[[ Material supplied, beginning ]]
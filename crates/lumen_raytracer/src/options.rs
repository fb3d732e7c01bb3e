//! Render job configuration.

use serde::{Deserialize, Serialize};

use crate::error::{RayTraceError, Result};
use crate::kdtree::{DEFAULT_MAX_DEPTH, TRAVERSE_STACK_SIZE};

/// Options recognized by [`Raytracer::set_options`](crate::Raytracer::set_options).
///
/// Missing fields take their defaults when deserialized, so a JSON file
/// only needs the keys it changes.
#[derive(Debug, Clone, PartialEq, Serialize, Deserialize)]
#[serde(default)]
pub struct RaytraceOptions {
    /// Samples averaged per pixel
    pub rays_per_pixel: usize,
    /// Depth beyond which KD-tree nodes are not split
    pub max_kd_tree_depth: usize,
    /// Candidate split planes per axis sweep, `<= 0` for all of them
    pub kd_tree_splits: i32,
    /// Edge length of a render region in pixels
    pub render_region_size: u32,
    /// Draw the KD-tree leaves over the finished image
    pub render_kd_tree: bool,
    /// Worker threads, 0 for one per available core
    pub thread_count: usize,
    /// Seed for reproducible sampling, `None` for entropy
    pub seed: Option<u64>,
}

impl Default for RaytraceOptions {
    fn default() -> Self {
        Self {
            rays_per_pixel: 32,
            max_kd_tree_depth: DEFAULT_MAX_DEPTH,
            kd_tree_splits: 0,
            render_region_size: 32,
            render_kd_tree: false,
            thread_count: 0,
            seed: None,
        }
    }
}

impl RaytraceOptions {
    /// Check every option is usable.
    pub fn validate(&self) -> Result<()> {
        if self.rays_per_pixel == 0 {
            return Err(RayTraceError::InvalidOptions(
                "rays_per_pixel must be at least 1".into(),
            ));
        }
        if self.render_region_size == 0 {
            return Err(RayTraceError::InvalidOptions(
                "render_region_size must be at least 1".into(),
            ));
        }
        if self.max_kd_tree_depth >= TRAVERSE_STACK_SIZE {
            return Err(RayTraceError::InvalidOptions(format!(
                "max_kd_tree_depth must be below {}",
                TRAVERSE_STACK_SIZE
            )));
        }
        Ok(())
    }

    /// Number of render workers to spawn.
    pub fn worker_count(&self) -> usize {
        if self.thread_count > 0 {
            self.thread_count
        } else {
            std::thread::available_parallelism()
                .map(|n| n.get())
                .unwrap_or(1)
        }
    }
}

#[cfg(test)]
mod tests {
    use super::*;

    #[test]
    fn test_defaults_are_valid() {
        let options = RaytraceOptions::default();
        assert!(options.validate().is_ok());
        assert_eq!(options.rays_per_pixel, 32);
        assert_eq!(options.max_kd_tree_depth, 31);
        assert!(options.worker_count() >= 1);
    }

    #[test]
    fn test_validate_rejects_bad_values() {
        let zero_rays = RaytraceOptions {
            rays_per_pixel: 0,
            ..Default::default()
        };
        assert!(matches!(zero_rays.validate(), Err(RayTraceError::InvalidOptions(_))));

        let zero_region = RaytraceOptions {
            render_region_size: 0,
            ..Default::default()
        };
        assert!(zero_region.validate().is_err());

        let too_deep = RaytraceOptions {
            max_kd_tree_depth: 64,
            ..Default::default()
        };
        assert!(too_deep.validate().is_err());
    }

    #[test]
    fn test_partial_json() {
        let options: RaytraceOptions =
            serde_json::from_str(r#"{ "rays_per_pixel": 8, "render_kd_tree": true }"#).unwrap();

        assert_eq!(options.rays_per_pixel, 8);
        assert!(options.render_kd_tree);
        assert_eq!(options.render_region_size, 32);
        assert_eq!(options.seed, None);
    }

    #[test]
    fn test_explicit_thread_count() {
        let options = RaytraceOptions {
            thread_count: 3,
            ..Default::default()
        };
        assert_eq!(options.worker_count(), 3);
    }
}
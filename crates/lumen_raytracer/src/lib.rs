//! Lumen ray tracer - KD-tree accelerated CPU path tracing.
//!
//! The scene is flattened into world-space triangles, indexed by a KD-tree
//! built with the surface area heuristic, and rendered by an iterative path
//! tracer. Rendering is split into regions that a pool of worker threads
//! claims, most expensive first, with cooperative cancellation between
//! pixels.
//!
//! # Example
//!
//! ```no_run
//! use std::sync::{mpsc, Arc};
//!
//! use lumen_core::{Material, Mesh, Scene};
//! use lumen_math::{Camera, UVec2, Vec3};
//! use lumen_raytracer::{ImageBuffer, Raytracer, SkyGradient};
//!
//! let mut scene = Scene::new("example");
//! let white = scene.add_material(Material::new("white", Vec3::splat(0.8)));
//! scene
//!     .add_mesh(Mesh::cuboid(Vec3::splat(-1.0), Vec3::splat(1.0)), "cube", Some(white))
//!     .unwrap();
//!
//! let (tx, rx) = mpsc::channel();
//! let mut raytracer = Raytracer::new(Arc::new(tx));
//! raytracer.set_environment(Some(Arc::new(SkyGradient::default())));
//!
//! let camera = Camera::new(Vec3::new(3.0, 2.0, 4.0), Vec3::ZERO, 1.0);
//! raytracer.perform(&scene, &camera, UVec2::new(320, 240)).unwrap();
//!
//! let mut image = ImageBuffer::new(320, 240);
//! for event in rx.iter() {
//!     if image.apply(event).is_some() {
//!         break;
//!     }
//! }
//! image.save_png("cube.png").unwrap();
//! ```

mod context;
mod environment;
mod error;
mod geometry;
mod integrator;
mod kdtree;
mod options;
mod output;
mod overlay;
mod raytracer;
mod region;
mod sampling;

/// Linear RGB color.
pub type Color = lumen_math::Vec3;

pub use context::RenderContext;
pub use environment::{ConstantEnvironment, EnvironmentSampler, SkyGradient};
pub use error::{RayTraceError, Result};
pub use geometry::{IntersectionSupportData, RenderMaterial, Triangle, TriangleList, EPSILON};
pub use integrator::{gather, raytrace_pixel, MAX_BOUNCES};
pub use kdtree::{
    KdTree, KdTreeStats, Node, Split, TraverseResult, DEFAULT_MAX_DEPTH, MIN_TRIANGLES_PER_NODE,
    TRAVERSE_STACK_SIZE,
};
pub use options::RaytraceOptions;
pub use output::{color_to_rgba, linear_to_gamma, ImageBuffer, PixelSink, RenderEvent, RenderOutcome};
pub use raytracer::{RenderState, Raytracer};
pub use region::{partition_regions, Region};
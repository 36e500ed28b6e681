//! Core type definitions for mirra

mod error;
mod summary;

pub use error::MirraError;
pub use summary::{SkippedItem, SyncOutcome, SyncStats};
[[ Material supplied, end ]]
> [Assignment]:
Retype exactly the lines from the first line of the records above through the line containing "pub fn validate(&self)", both included, and nothing else.

> [Solved problem]:
filename crates/lumen_raytracer/src/options.rs
repository fb3d732e7c01bb3e
//! Render job configuration.

use serde::{Deserialize, Serialize};

use crate::error::{RayTraceError, Result};
use crate::kdtree::{DEFAULT_MAX_DEPTH, TRAVERSE_STACK_SIZE};

/// Options recognized by [`Raytracer::set_options`](crate::Raytracer::set_options).
///
/// Missing fields take their defaults when deserialized, so a JSON file
/// only needs the keys it changes.
#[derive(Debug, Clone, PartialEq, Serialize, Deserialize)]
#[serde(default)]
pub struct RaytraceOptions {
    /// Samples averaged per pixel
    pub rays_per_pixel: usize,
    /// Depth beyond which KD-tree nodes are not split
    pub max_kd_tree_depth: usize,
    /// Candidate split planes per axis sweep, `<= 0` for all of them
    pub kd_tree_splits: i32,
    /// Edge length of a render region in pixels
    pub render_region_size: u32,
    /// Draw the KD-tree leaves over the finished image
    pub render_kd_tree: bool,
    /// Worker threads, 0 for one per available core
    pub thread_count: usize,
    /// Seed for reproducible sampling, `None` for entropy
    pub seed: Option<u64>,
}

impl Default for RaytraceOptions {
    fn default() -> Self {
        Self {
            rays_per_pixel: 32,
            max_kd_tree_depth: DEFAULT_MAX_DEPTH,
            kd_tree_splits: 0,
            render_region_size: 32,
            render_kd_tree: false,
            thread_count: 0,
            seed: None,
        }
    }
}

impl RaytraceOptions {
    /// Check every option is usable.
    pub fn validate(&self) -> Result<()> {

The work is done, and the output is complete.